Sunday, 18 February 2018

Leprosy Chemotherapy

Chemotherapy of Leprosy
( Hansen’s Disease)

Leprosy is caused by acid-fast bacteria Mycobacterium leprae an acid-fast bacteria.  Gregor Hansen discovered causative microorganism of leprosy in 1873, thus it is also called Hansen's disease.  It mainly affects skin, nerve and mucous membrane.Sign and symptoms of leprosy are the presence of patches on the skin. These patches have following characteristics

  • Loss of sensation
  • No pain sensation
  • No itching
  • Hypopigmentation: reddish or copper-red color patches
  • Patches may be flat or elevated. (Flat Patch is called Macule and raised patch is called Papules)                                                                 Image result for antileprotic drugs                                                         
Mycobacterium leprae grow very slowly. Its incubation period may be up to 5 years. It does not grow in artificial media. Animal-like some species of monkey, rat, rabbit and etc are used to grow M. leprae. It develops resistance to the drug very rapidly.


There are two types of leprosy

  •   Infectious leprosy or Multibacillary leprosy
  • Non-infectious leprosy  or Paucibacillary leprosy

National leprosy eradication program divides leprosy into following five types.

·         Lepromatous Leprosy LL
·         Tuberculoid Leprosy TL
·         Borderline lepromatous leprosy BL
·         Indeterminate Leprosy IL


LL and BL are multibacillary leprosies
TL and BT are Paucibacillary leprosies

IL is the initial stage of leprosy. It cannot be determined, whether it is multibacillary leprosy or paucibacillary leprosy.

Indian leprosy association classified leprosy into following five classes

·         Indeterminate: It is an early stage of leprosy. Only one or more macules with hypopigmentation appear. Macules are bacteriologically negative. But there will be sensory impairment.
·         Tuberculoid: One or two hypopigmented flat or raised lesions with sensory impairment.
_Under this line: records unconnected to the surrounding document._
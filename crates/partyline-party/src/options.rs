//! Where a party session connects, and with which options.

use serde_json::Value;

/// Query key the bearer token is sent under.
pub const ACCESS_TOKEN_KEY: &str = "access_token";

// ---------------------------------------------------------------------------
// SessionPath
// ---------------------------------------------------------------------------

/// Which party endpoint to open a session on.
///
/// Each variant maps to a path suffix appended to the service location:
///
/// ```text
/// Create      → party/create/<game>/<version>/<server>
/// QuickMatch  → parties/<game>/<version>/<server>/session
/// Connect     → party/<party_id>/session
/// ```
#[derive(Debug, Clone, PartialEq, Eq)]
pub enum SessionPath {
    /// Create a new party and become its first member.
    Create {
        game_name: String,
        game_version: String,
        game_server_name: String,
    },
    /// Join any party matching the options, or create one if none does.
    QuickMatch {
        game_name: String,
        game_version: String,
        game_server_name: String,
    },
    /// Connect to a known party by id.
    Connect { party_id: String },
}

impl SessionPath {
    /// The path suffix for this endpoint, without a leading `/`.
    pub fn to_path(&self) -> String {
        match self {
            Self::Create {
                game_name,
                game_version,
                game_server_name,
            } => format!("party/create/{game_name}/{game_version}/{game_server_name}"),
            Self::QuickMatch {
                game_name,
                game_version,
                game_server_name,
            } => format!("parties/{game_name}/{game_version}/{game_server_name}/session"),
            Self::Connect { party_id } => format!("party/{party_id}/session"),
        }
    }
}

// ---------------------------------------------------------------------------
// PartyOptions
// ---------------------------------------------------------------------------

/// Session options sent as query parameters when the session opens.
///
/// Every field is optional; unset fields are left out of the query so the
/// server applies its own defaults. The JSON fields are opaque to the
/// client and sent as compact JSON text.
///
/// ```rust
/// use partyline_party::PartyOptions;
/// use serde_json::json;
///
/// let options = PartyOptions::default()
///     .with_max_members(4)
///     .with_auto_start(true)
///     .with_party_settings(json!({"mode": "duel"}));
/// assert_eq!(
///     options.to_query(),
///     vec![
///         ("max_members".to_string(), "4".to_string()),
///         ("auto_start".to_string(), "true".to_string()),
///         ("party_settings".to_string(), r#"{"mode":"duel"}"#.to_string()),
///     ]
/// );
/// ```
#[derive(Debug, Clone, Default, PartialEq)]
pub struct PartyOptions {
    /// Party capacity, when creating.
    pub max_members: Option<u32>,
    /// Join the party as soon as the session opens.
    pub auto_join: Option<bool>,
    /// Start the game once the party is full.
    pub auto_start: Option<bool>,
    /// Close the party once its game starts.
    pub auto_close: Option<bool>,
    pub party_settings: Option<Value>,
    pub room_settings: Option<Value>,
    /// Filters applied when looking for a room to start the game in.
    pub room_filters: Option<Value>,
    pub region: Option<String>,
    /// Profile sent with an automatic join.
    pub member_profile: Option<Value>,
    /// Server-side callback invoked when the party closes.
    pub close_callback: Option<String>,
}

impl PartyOptions {
    #[must_use]
    pub fn with_max_members(mut self, max_members: u32) -> Self {
        self.max_members = Some(max_members);
        self
    }

    #[must_use]
    pub fn with_auto_join(mut self, auto_join: bool) -> Self {
        self.auto_join = Some(auto_join);
        self
    }

    #[must_use]
    pub fn with_auto_start(mut self, auto_start: bool) -> Self {
        self.auto_start = Some(auto_start);
        self
    }

    #[must_use]
    pub fn with_auto_close(mut self, auto_close: bool) -> Self {
        self.auto_close = Some(auto_close);
        self
    }

    #[must_use]
    pub fn with_party_settings(mut self, settings: Value) -> Self {
        self.party_settings = Some(settings);
        self
    }

    #[must_use]
    pub fn with_room_settings(mut self, settings: Value) -> Self {
        self.room_settings = Some(settings);
        self
    }

    #[must_use]
    pub fn with_room_filters(mut self, filters: Value) -> Self {
        self.room_filters = Some(filters);
        self
    }

    #[must_use]
    pub fn with_region(mut self, region: impl Into<String>) -> Self {
        self.region = Some(region.into());
        self
    }

    #[must_use]
    pub fn with_member_profile(mut self, profile: Value) -> Self {
        self.member_profile = Some(profile);
        self
    }

    #[must_use]
    pub fn with_close_callback(mut self, callback: impl Into<String>) -> Self {
        self.close_callback = Some(callback.into());
        self
    }

    /// Flattens the set options into query pairs, in field order.
    pub fn to_query(&self) -> Vec<(String, String)> {
        let mut query = Vec::new();
        let mut push = |key: &str, value: Option<String>| {
            if let Some(value) = value {
                query.push((key.to_owned(), value));
            }
        };

        push("max_members", self.max_members.map(|n| n.to_string()));
        push("auto_join", self.auto_join.map(|b| b.to_string()));
        push("auto_start", self.auto_start.map(|b| b.to_string()));
        push("auto_close", self.auto_close.map(|b| b.to_string()));
        push("party_settings", self.party_settings.as_ref().map(Value::to_string));
        push("room_settings", self.room_settings.as_ref().map(Value::to_string));
        push("room_filters", self.room_filters.as_ref().map(Value::to_string));
        push("region", self.region.clone());
        push("member_profile", self.member_profile.as_ref().map(Value::to_string));
        push("close_callback", self.close_callback.clone());
        query
    }
}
But lesions are bacteriologically negative.
·         Borderline: Four or more hypopigmented or erythematous flat or raised lesion with sensory impairment. Lesions are bacteriologically positive.
·         Lepromatous type: Various flat or raised, shiny smooth lesions. They are bacteriologically positive.
·         Pure Neuritic Type: It affects nerve with a lesion on the skin. They are bacteriologically negative.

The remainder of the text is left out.